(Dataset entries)
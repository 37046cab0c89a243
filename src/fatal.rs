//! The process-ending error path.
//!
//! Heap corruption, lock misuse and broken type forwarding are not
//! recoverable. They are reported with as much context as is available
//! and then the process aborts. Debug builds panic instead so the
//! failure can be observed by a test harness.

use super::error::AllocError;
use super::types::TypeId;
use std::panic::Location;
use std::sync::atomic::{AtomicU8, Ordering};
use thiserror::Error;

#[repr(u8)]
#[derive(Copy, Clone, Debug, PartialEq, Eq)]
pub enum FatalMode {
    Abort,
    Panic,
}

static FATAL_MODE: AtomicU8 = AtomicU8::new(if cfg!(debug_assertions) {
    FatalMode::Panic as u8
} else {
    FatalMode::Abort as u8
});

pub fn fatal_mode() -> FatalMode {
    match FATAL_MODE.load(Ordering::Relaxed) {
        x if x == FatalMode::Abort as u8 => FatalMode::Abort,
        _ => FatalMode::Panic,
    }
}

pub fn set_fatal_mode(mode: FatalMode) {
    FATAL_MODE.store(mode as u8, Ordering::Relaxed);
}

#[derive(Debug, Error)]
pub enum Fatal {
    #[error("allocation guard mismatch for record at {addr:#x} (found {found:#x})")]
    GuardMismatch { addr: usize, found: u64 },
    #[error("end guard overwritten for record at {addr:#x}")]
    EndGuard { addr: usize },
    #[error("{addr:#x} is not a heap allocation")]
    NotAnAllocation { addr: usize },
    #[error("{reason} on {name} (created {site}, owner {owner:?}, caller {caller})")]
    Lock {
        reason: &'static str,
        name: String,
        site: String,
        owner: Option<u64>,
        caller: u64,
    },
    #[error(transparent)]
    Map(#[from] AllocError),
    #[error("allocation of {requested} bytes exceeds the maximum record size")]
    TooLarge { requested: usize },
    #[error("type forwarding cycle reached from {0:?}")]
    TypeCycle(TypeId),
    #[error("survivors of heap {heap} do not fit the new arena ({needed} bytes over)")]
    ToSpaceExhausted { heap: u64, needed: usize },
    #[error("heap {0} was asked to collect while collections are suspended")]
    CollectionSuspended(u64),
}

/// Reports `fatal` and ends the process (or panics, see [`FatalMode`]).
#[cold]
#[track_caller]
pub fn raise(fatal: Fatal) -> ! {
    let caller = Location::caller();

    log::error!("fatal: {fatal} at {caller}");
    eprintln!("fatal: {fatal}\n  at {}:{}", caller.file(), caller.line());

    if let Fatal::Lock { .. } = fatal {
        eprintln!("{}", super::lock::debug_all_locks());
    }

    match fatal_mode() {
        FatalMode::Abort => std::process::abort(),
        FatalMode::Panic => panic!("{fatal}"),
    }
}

| WHAT IS REQUIRED |
Reproduce each line of the data containing the word "record".

| ANSWER SPACE |
    #[error("allocation guard mismatch for record at {addr:#x} (found {found:#x})")]
    #[error("end guard overwritten for record at {addr:#x}")]
    #[error("allocation of {requested} bytes exceeds the maximum record size")]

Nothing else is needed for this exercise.